The regulation of Omav on M1/M2 polarization in LPS-stimulated BMDMs. (A) Schematic diagram of BMDMs extracted and induced from mice femur. (B,C) Flow cytometry assays illuminated a dampened M1 polarization, as evidenced by reduced CD86+ M1 phenotype prevalence in Omav-treated, LPS-stimulated BMDMs (n = 3). (D,E) Conversely, a CD206+ M2 phenotype surge following Omav administration unveils its potential to tilt the balance toward an M2-dominant profile in the same BMDM population. Statistical analyses via One-way ANOVA establish significant findings: *p < 0.05, **p < 0.01, ***p < 0.001. Together, these data indicate Omav’s capacity to orchestrate macrophage polarization dynamics in favor of an anti-inflammatory milieu.
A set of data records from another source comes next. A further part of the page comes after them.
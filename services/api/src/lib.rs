mod cli;
mod commands;
mod infra;
mod routes;
mod server;

use evidence_engine::error::AppError;

pub async fn run() -> Result<(), AppError> {
    cli::run().await
}
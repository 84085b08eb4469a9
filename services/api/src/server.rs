use std::sync::atomic::{AtomicBool, Ordering};
use std::sync::Arc;

use axum::Extension;
use axum_prometheus::PrometheusMetricLayer;
use evidence_engine::config::AppConfig;
use evidence_engine::error::AppError;
use evidence_engine::telemetry;
use tracing::info;

use crate::cli::ServeArgs;
use crate::infra::{build_engine, load_store, AnalysisState, AppState};
use crate::routes::analysis_routes;

pub(crate) async fn run(mut args: ServeArgs) -> Result<(), AppError> {
    let mut config = AppConfig::load()?;

    if let Some(host) = args.host.take() {
        config.server.host = host;
    }
    if let Some(port) = args.port.take() {
        config.server.port = port;
    }

    telemetry::init(&config.telemetry)?;

    let (prometheus_layer, prometheus_handle) = PrometheusMetricLayer::pair();
    let readiness_flag = Arc::new(AtomicBool::new(false));
    let app_state = AppState {
        readiness: readiness_flag.clone(),
        metrics: Arc::new(prometheus_handle),
    };

    let engine = build_engine(&config.analysis);
    let store = load_store(&config.analysis)?;
    let analysis_state = AnalysisState::new(engine, store);

    let app = analysis_routes()
        .layer(Extension(analysis_state))
        .layer(Extension(app_state))
        .layer(prometheus_layer);

    let addr = config.server.socket_addr()?;
    let listener = tokio::net::TcpListener::bind(addr).await?;
    readiness_flag.store(true, Ordering::Release);

    info!(?config.environment, %addr, "evidence engine ready");

    axum::serve(listener, app).await?;
    Ok(())
}
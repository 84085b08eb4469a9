use std::io::Read;

use serde::Deserialize;

use crate::observations::{Measurement, ObservationBatch, ObservationEntry};

#[derive(Debug, Deserialize)]
#[serde(untagged)]
enum Document {
    Batch {
        #[serde(default)]
        entries: Vec<ObservationEntry>,
        #[serde(default)]
        measurements: Vec<Measurement>,
    },
    Entries(Vec<ObservationEntry>),
}

pub(crate) fn parse_document<R: Read>(reader: R) -> Result<ObservationBatch, serde_json::Error> {
    let batch = match serde_json::from_reader(reader)? {
        Document::Batch {
            entries,
            measurements,
        } => ObservationBatch {
            entries,
            measurements,
        },
        Document::Entries(entries) => ObservationBatch {
            entries,
            measurements: Vec::new(),
        },
    };
    Ok(batch)
}

#[cfg(test)]
mod tests {
    use super::*;
    use crate::observations::{ConditionPayload, MeasurementReading};

    #[test]
    fn accepts_a_full_document() {
        let raw = r#"{
            "entries": [
                {
                    "id": "m1",
                    "timestamp": "2025-04-02T09:00:00Z",
                    "severity": 8,
                    "payload": { "kind": "migraine", "prostrating": true, "duration_hours": 6 }
                },
                { "id": "t1", "timestamp": "2025-04-03", "conditionKey": "tinnitus", "severity": 3 }
            ],
            "measurements": [
                {
                    "id": "bp1",
                    "timestamp": "2025-04-03",
                    "reading": { "kind": "blood_pressure", "systolic": 142, "diastolic": 96 }
                }
            ]
        }"#;

        let batch = parse_document(raw.as_bytes()).expect("valid document");

        assert_eq!(batch.entries.len(), 2);
        assert!(matches!(
            batch.entries[0].payload,
            Some(ConditionPayload::Migraine(_))
        ));
        assert_eq!(batch.entries[1].condition_key.as_deref(), Some("tinnitus"));
        assert_eq!(
            batch.measurements[0].reading,
            MeasurementReading::BloodPressure {
                systolic: 142,
                diastolic: 96
            }
        );
    }

    #[test]
    fn accepts_a_bare_entry_array() {
        let raw = r#"[{ "id": "a", "condition": "gerd", "severity": 2 }]"#;

        let batch = parse_document(raw.as_bytes()).expect("valid array");

        assert_eq!(batch.entries.len(), 1);
        assert_eq!(batch.entries[0].timestamp, None);
        assert!(batch.measurements.is_empty());
    }

    #[test]
    fn a_malformed_entry_does_not_sink_the_document() {
        let raw = r#"[
            { "id": "good", "timestamp": "2025-04-02", "severity": 6, "condition": "tinnitus" },
            { "id": "fractional", "timestamp": "2025-04-03", "severity": 7.5, "condition": "tinnitus" },
            { "id": "negative", "timestamp": "2025-04-04", "severity": -1, "condition": "tinnitus" },
            { "id": "quoted", "timestamp": "2025-04-05", "severity": "7", "condition": "tinnitus" },
            { "id": "epoch", "timestamp": 1743552000, "severity": 4, "condition": "tinnitus" }
        ]"#;

        let batch = parse_document(raw.as_bytes()).expect("malformed fields are tolerated");

        let fields: Vec<(&str, Option<&str>, Option<u8>)> = batch
            .entries
            .iter()
            .map(|entry| (entry.id.as_str(), entry.timestamp.as_deref(), entry.severity))
            .collect();
        assert_eq!(
            fields,
            vec![
                ("good", Some("2025-04-02"), Some(6)),
                ("fractional", Some("2025-04-03"), None),
                ("negative", Some("2025-04-04"), None),
                ("quoted", Some("2025-04-05"), Some(7)),
                ("epoch", None, Some(4)),
            ]
        );
    }
}
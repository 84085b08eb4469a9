use super::common::*;
use crate::analysis::{AnalysisOutcome, ConditionRegistry, MetricValue, RatingEngine};
use crate::conditions::ConditionKey;
use crate::observations::{EvidenceSnapshot, ObservationEntry};

#[test]
fn condition_can_be_requested_by_slug_code_or_alias_spelling() {
    let entries = prolonged_attacks();
    let engine = RatingEngine::standard();

    for key in ["migraine", "8100", "  Migraine "] {
        let outcome = engine.analyze(key, &entries);
        let result = outcome.result().expect("migraine is registered");
        assert_eq!(result.condition, ConditionKey::Migraine);
        assert_eq!(result.supported_rating, Some(50));
    }
}

#[test]
fn unknown_condition_is_unsupported_not_an_error() {
    let outcome = RatingEngine::standard().analyze(" knee-pain ", &prolonged_attacks());

    assert_eq!(
        outcome,
        AnalysisOutcome::Unsupported {
            condition_key: "knee-pain".to_string()
        }
    );
    assert!(!outcome.is_supported());
}

#[test]
fn disabled_condition_is_unsupported() {
    let engine = RatingEngine::new(ConditionRegistry::with_conditions([ConditionKey::Tinnitus]));

    let outcome = engine.analyze("migraine", &prolonged_attacks());

    assert_eq!(
        outcome,
        AnalysisOutcome::Unsupported {
            condition_key: "migraine".to_string()
        }
    );
}

#[test]
fn no_matching_entries_yields_an_empty_result() {
    let entries = vec![flare("k1", "2025-01-01", "knee", 5)];

    let outcome = crate::analysis::analyze("gerd", &entries);
    let result = outcome.into_result().expect("gerd is registered");

    assert!(!result.has_data);
    assert_eq!(result.supported_rating, None);
    assert_eq!(result.next_rating, None);
    assert!(result.rating_rationale.is_empty());
    assert!(result.gaps.is_empty());
    assert!(result.metrics.is_empty());
    assert_eq!(result.max_rating, 60);
}

#[test]
fn malformed_entries_are_excluded_and_counted() {
    let mut entries = vec![
        flare("a", "2025-03-01", "tinnitus", 4),
        flare("b", "2025-03-05", "tinnitus", 6),
        untimed("c", "tinnitus"),
    ];
    entries.push(ObservationEntry {
        severity: Some(14),
        ..flare("d", "2025-03-06", "tinnitus", 0)
    });

    let result = crate::analysis::analyze("tinnitus", &entries)
        .into_result()
        .expect("tinnitus is registered");

    assert_eq!(result.metrics.get("total_entries"), Some(&MetricValue::Count(2)));
    assert_eq!(
        result.metrics.get("excluded_entries"),
        Some(&MetricValue::Count(2))
    );
    assert_eq!(
        result.metrics.get("average_severity"),
        Some(&MetricValue::Number(5.0))
    );
    assert!(result
        .rating_rationale
        .iter()
        .any(|line| line == "2 entries excluded for a missing timestamp or severity"));
}

#[test]
fn only_malformed_entries_means_no_data() {
    let entries = vec![untimed("a", "tinnitus"), untimed("b", "tinnitus")];

    let result = crate::analysis::analyze("tinnitus", &entries)
        .into_result()
        .expect("tinnitus is registered");

    assert!(!result.has_data);
    assert_eq!(result.supported_rating, None);
}

#[test]
fn next_rating_points_at_the_tier_the_gaps_describe() {
    let entries = vec![prostrating_attack("m1", "2025-04-02", 6.0)];

    let result = crate::analysis::analyze("migraine", &entries)
        .into_result()
        .expect("migraine is registered");

    assert_eq!(result.supported_rating, Some(30));
    assert_eq!(result.next_rating, Some(50));
    assert!(result.gaps.iter().all(|gap| gap.ends_with("to reach 50%")));
}

#[test]
fn analysis_leaves_the_input_untouched() {
    let entries = prolonged_attacks();
    let before = entries.clone();

    let first = crate::analysis::analyze("migraine", &entries);
    let second = crate::analysis::analyze("migraine", &entries);

    assert_eq!(entries, before);
    assert_eq!(first, second);
}

#[test]
fn bulk_analysis_follows_registry_order() {
    let entries = prolonged_attacks();
    let measurements = vec![cuff("bp1", "2025-04-01", 150, 102)];
    let snapshot = EvidenceSnapshot::with_measurements(&entries, &measurements);

    let report = RatingEngine::standard().analyze_all(&snapshot);

    let keys: Vec<ConditionKey> = report.results.iter().map(|result| result.condition).collect();
    let registered: Vec<ConditionKey> = ConditionRegistry::standard().keys().collect();
    assert_eq!(keys, registered);

    let migraine = report.result(ConditionKey::Migraine).expect("migraine result");
    assert_eq!(migraine.supported_rating, Some(50));
    let hypertension = report
        .result(ConditionKey::Hypertension)
        .expect("hypertension result");
    assert!(hypertension.has_data);
    assert_eq!(hypertension.supported_rating, Some(10));
    assert!(!report.result(ConditionKey::Asthma).expect("asthma").has_data);
}
use super::criteria::{ClauseStatus, CriteriaTable, Predicate, Requirement, Threshold};
use super::evaluator::TierDecision;
use super::metrics::{
    format_number, MetricValue, MetricsBag, AVERAGE_SEVERITY, EXCLUDED_ENTRIES, FLARE_UPS,
    MAX_SEVERITY, MEASUREMENTS, SPAN_DAYS, TOTAL_ENTRIES,
};

/// Display-ready statements behind the chosen tier.
///
/// Only metrics present in the bag and actually reported are mentioned.
pub(crate) fn rationale(decision: &TierDecision<'_>, bag: &MetricsBag) -> Vec<String> {
    let tier = decision.tier;
    let mut statements = vec![format!(
        "Evidence supports {}%: {}",
        tier.percent, tier.summary
    )];

    if decision.matched {
        statements.extend(
            tier.predicate
                .requirements()
                .iter()
                .filter(|requirement| requirement.check(bag) == ClauseStatus::Met)
                .filter_map(|requirement| met_statement(requirement, bag)),
        );
    } else {
        statements.push(format!(
            "No tier criteria met; defaulting to the lowest defined tier ({}%)",
            tier.percent
        ));
    }

    statements.extend(generic_facts(bag));
    statements
}

fn met_statement(requirement: &Requirement, bag: &MetricsBag) -> Option<String> {
    let value = bag.get(requirement.metric)?;
    Some(format!(
        "{}: {} (meets {})",
        requirement.evidence,
        value.display(),
        requirement.threshold.describe()
    ))
}

fn generic_facts(bag: &MetricsBag) -> Vec<String> {
    let mut facts = Vec::new();

    if let Some(total) = bag.number(TOTAL_ENTRIES).filter(|total| *total > 0.0) {
        let span = bag.number(SPAN_DAYS).unwrap_or_default();
        facts.push(format!(
            "{} matching {} over {} days",
            format_number(total),
            plural(total, "entry", "entries"),
            format_number(span)
        ));
    }

    if let (Some(average), Some(max)) = (
        bag.number(AVERAGE_SEVERITY),
        bag.number(MAX_SEVERITY),
    ) {
        facts.push(format!(
            "average severity {} of 10 (maximum {})",
            format_number(average),
            format_number(max)
        ));
    }

    if let Some(flare_ups) = bag.number(FLARE_UPS).filter(|count| *count > 0.0) {
        facts.push(format!(
            "{} {} marked",
            format_number(flare_ups),
            plural(flare_ups, "flare-up", "flare-ups")
        ));
    }

    if let Some(readings) = bag.number(MEASUREMENTS).filter(|count| *count > 0.0) {
        facts.push(format!(
            "{} {} on record",
            format_number(readings),
            plural(readings, "measurement", "measurements")
        ));
    }

    if let Some(excluded) = bag.number(EXCLUDED_ENTRIES).filter(|count| *count > 0.0) {
        facts.push(format!(
            "{} {} excluded for a missing timestamp or severity",
            format_number(excluded),
            plural(excluded, "entry", "entries")
        ));
    }

    facts
}

fn plural(count: f64, one: &'static str, many: &'static str) -> &'static str {
    if (count - 1.0).abs() < f64::EPSILON {
        one
    } else {
        many
    }
}

/// Outstanding evidence for the tier immediately above the chosen one.
///
/// Empty when the chosen tier is already the maximum.
pub(crate) fn gaps(
    table: &CriteriaTable,
    decision: &TierDecision<'_>,
    bag: &MetricsBag,
) -> Vec<String> {
    let Some(next) = table.next_above(decision.tier.percent) else {
        return Vec::new();
    };

    let unmet: Vec<&Requirement> = next
        .predicate
        .requirements()
        .iter()
        .filter(|requirement| requirement.check(bag) != ClauseStatus::Met)
        .collect();

    match next.predicate {
        Predicate::All(_) => unmet
            .into_iter()
            .map(|requirement| format!("{} to reach {}%", shortfall(requirement, bag), next.percent))
            .collect(),
        Predicate::Any(_) => {
            let alternatives: Vec<String> = unmet
                .into_iter()
                .map(|requirement| shortfall(requirement, bag))
                .collect();
            vec![format!(
                "{} to reach {}%",
                alternatives.join(", or "),
                next.percent
            )]
        }
        Predicate::Always => Vec::new(),
    }
}

/// What is missing for one clause, phrased as evidence still to collect.
fn shortfall(requirement: &Requirement, bag: &MetricsBag) -> String {
    let evidence = requirement.evidence;
    let value = match bag.get(requirement.metric) {
        None | Some(MetricValue::Unreported) => {
            return format!("record {evidence} (not yet reported)");
        }
        Some(value) => value,
    };

    match (requirement.threshold, value) {
        (Threshold::AtLeast(limit), MetricValue::Count(current)) => {
            let needed = limit.ceil().max(0.0) as u32;
            count_shortfall(evidence, *current, needed)
        }
        (Threshold::Above(limit), MetricValue::Count(current)) => {
            let needed = limit.floor().max(-1.0) as i64 + 1;
            count_shortfall(evidence, *current, u32::try_from(needed).unwrap_or(0))
        }
        (Threshold::AtLeast(limit), current) => format!(
            "raise {evidence} from {} to at least {}",
            current.display(),
            format_number(limit)
        ),
        (Threshold::Above(limit), current) => format!(
            "raise {evidence} from {} to above {}",
            current.display(),
            format_number(limit)
        ),
        (Threshold::AtMost(limit), current) => format!(
            "record {evidence} at or below {} (lowest so far {})",
            format_number(limit),
            current.display()
        ),
        (Threshold::Below(limit), current) => format!(
            "record {evidence} below {} (lowest so far {})",
            format_number(limit),
            current.display()
        ),
        (Threshold::IsTrue, _) => format!("document {evidence}"),
        (Threshold::OneOf(options), current) => format!(
            "document {evidence} as {} (currently {})",
            options.join(" or "),
            current.display()
        ),
    }
}

fn count_shortfall(evidence: &str, current: u32, needed: u32) -> String {
    let more = needed.saturating_sub(current).max(1);
    format!("document {more} more {evidence} (currently {current}, need {needed})")
}
use chrono::{DateTime, NaiveDate, NaiveDateTime};

const DATETIME_FORMATS: [&str; 3] = ["%Y-%m-%dT%H:%M:%S", "%Y-%m-%d %H:%M:%S", "%Y-%m-%d %H:%M"];

/// Parse the timestamp formats the observation store is known to emit.
///
/// Offsets are normalized to UTC; bare dates resolve to midnight.
pub(crate) fn parse_timestamp(value: &str) -> Option<NaiveDateTime> {
    let trimmed = value.trim();
    if trimmed.is_empty() {
        return None;
    }

    if let Ok(dt) = DateTime::parse_from_rfc3339(trimmed) {
        return Some(dt.naive_utc());
    }

    for format in DATETIME_FORMATS {
        if let Ok(dt) = NaiveDateTime::parse_from_str(trimmed, format) {
            return Some(dt);
        }
    }

    if let Ok(date) = NaiveDate::parse_from_str(trimmed, "%Y-%m-%d") {
        return date.and_hms_opt(0, 0, 0);
    }

    None
}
3.6 Omav regulates LPS-induced BMDMs polarization toward the M2 phenotype in vitro

In an effort to further corroborate Omav’s modulatory influence on M1/M2 phenotypes, we resorted to immunofluorescence staining of macrophage identifier CD68 and M1 marker iNOS (Figure 7A). Consequential analyses unveiled a conspicuous decrease in relative average iNOS intensity within the LPS + Omav group (Figure 7C). Subsequently, we stained for macrophage marker CD68 and M2 phenotype marker CD206 (Figure 7B). The results showed that in the LPS + Omav group, the relative average intensity of CD206 significantly increased (Figure 7D). Additionally, we validated this mechanism through western blot (Figure 7E), a comprehensive analysis revealed Omav’s efficacy in suppressing M1 polarization within LPS-stimulated BMDMs, as evinced by a marked decline in iNOS expression levels (Figure 7F). Concurrently, a discernible elevation in CD206 levels served as an indicator of augmented M2 polarization (Figure 7G), substantiating Omav’s propensity to foster an anti-inflammatory macrophage phenotype.

Figure 7

Fluorescence microscopy images and analysis illustrating iNOS and CD206 expression in cells under different conditions: Control, LPS, and LPS+Omav. Panels A and B show fluorescence stains for iNOS/CD206, CD68, and DAPI, with corresponding merged images. Graphs C and D depict relative mean intensities for iNOS and CD206, respectively, showing significant changes. Panel E shows Western blot bands for iNOS, CD206, and GAPDH as a control. Graphs F and G present relative densities normalized to GAPDH, indicating statistical significance with asterisks.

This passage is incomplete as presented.